“La pérdida de olfato puede venir antes que cualquier otro síntoma de COVID-19, como dolor de cabeza o tos. Solo con que en la mañana no huela el café, ese día se tiene que aislar por 14 días”, explica la doctora  Sajidxa Mariño,ex presidenta de la Sociedad Venezolana de Otorrinolaringología y creadora del centro Respira Libre

Hizo su aparición como una enfermedad que mataba por asfixia. Con las investigaciones se conocieron otras cosas; por ejemplo, que en el organismo se produce una verdadera y mortal tormenta debido al coronavirus. También se supo que la pérdida del olfato es una señal de la COVID-19. Y poco a poco, se fue imponiendo el uso de la mascarilla para evitar el contagio. Por A o por la nariz quedó en el medio de la pandemia.
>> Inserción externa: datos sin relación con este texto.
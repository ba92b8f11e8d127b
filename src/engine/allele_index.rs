use rand::Rng;

/// Ordered collection of items pinned to positions on a continuous axis.
///
/// Positions are recombination coordinates in `[0, 1)` by default, not
/// biological loci: slicing by a position range selects whatever happens to
/// fall inside it, which lets crossover cut through allele space instead of
/// gene identity. Positions need not be unique, and range queries are
/// inclusive on both ends.
#[derive(Debug, Clone, PartialEq)]
pub struct AlleleIndex<T> {
    entries: Vec<(T, f64)>,
}

impl<T> Default for AlleleIndex<T> {
    fn default() -> Self {
        Self::new()
    }
}

impl<T> AlleleIndex<T> {
    pub fn new() -> Self {
        Self {
            entries: Vec::new(),
        }
    }

    pub fn len(&self) -> usize {
        self.entries.len()
    }

    pub fn is_empty(&self) -> bool {
        self.entries.is_empty()
    }

    /// Append an item at an explicit position.
    pub fn add(&mut self, item: T, position: f64) {
        self.entries.push((item, position));
    }

    /// Append an item at a position drawn uniformly from `[0, 1)`.
    pub fn add_uniform<R: Rng>(&mut self, item: T, rng: &mut R) {
        let position = rng.gen::<f64>();
        self.entries.push((item, position));
    }

    /// Drop every entry with `start <= position <= stop`. Survivors keep
    /// their positions.
    pub fn remove(&mut self, start: f64, stop: f64) {
        self.entries.retain(|(_, p)| *p < start || *p > stop);
    }

    /// Append all of `other`'s entries after this index's own.
    pub fn extend(&mut self, other: AlleleIndex<T>) {
        self.entries.extend(other.entries);
    }

    pub fn iter(&self) -> impl Iterator<Item = (&T, f64)> {
        self.entries.iter().map(|(item, p)| (item, *p))
    }

    pub fn items(&self) -> impl Iterator<Item = &T> {
        self.entries.iter().map(|(item, _)| item)
    }

    pub fn positions(&self) -> impl Iterator<Item = f64> + '_ {
        self.entries.iter().map(|(_, p)| *p)
    }
}

impl<T: Clone> AlleleIndex<T> {
    /// Entries with `start <= position <= stop`, in their original relative
    /// order. An empty result is valid; inverted endpoints match nothing.
    pub fn range(&self, start: f64, stop: f64) -> Self {
        Self {
            entries: self
                .entries
                .iter()
                .filter(|(_, p)| *p >= start && *p <= stop)
                .cloned()
                .collect(),
        }
    }

    /// Entries with position outside `[start, stop]`, in their original
    /// relative order.
    pub fn complement(&self, start: f64, stop: f64) -> Self {
        Self {
            entries: self
                .entries
                .iter()
                .filter(|(_, p)| *p < start || *p > stop)
                .cloned()
                .collect(),
        }
    }
}

#[cfg(test)]
mod tests {
    use super::*;

    #[test]
    fn add_preserves_insertion_order() {
        let mut index = AlleleIndex::new();
        index.add("x", 0.9);
        index.add("y", 0.1);
        index.add("z", 0.5);
        let items: Vec<&str> = index.items().copied().collect();
        assert_eq!(items, vec!["x", "y", "z"]);
    }

    #[test]
    fn extend_appends_after_existing_entries() {
        let mut left = AlleleIndex::new();
        left.add(1, 0.2);
        let mut right = AlleleIndex::new();
        right.add(2, 0.8);
        right.add(3, 0.4);
        left.extend(right);
        let items: Vec<i32> = left.items().copied().collect();
        assert_eq!(items, vec![1, 2, 3]);
    }

    #[test]
    fn remove_is_inclusive_on_both_ends() {
        let mut index = AlleleIndex::new();
        index.add("a", 0.2);
        index.add("b", 0.5);
        index.add("c", 0.8);
        index.remove(0.2, 0.5);
        let items: Vec<&str> = index.items().copied().collect();
        assert_eq!(items, vec!["c"]);
    }

    #[test]
    fn duplicate_positions_are_allowed() {
        let mut index = AlleleIndex::new();
        index.add("a", 0.5);
        index.add("b", 0.5);
        assert_eq!(index.range(0.5, 0.5).len(), 2);
    }
}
La doctora Sajidxa Mariño, expresidenta de la Sociedad Venezolana de Otorrinolaringología y creadora del centro Respira Libre, explica a contrapunto.com que lo primero que se afecta debido a la COVID-19 es el olfato, y “eso puede o no estar acompañado de una serie de síntomas” como fiebre y tos. El especialista en otorrino puede descartar si ese malestar es una crisis de asma o de alergia, o si la ausencia del olfato es por el coronavirus.

Mariño, quien pertenece a un grupo internacional de estudio sobre COVID-19 y pérdida del olfato, señala que la pérdida del olfato está asociada con una falla en las células de sostén del epitelio respiratorio. En la mayoría de los casos “es 100% recuperable”, usualmente después de la sexta o de la octava semana.

En tiempos de pandemia la doctora insiste en que, ante la pérdida del olfato, usted “se pone su tapabocas” y se aísla. “Ya se sabe que quien tiene pérdida de olfato no presenta los síntomas tan severos, no está en el 20% que se complica” pero puede contagiar a otros.

“La pérdida de olfato puede venir antes que cualquier otro síntoma de COVID-19, como dolor de cabeza o tos. Solo con que en la mañana no huela el café, ese día se tiene que aislar por 14 días”.

En la mayoría de los casos el olfato se recupera. Una minoría necesitará rehabilitación, y en Venezuela se puede garantizar esa terapia, apunta Mariño.

Para algunas personas más que para otras el uso de la mascarilla es una tortura. Sajidxa Mariño se refiere a personas que tienen obstrucción nasal, alergia, asma, pólipos nasales. Quienes de por sí respiraban con dificultad ahora se encuentran con que se les puso aún más difícil por la utilización del tapabocas.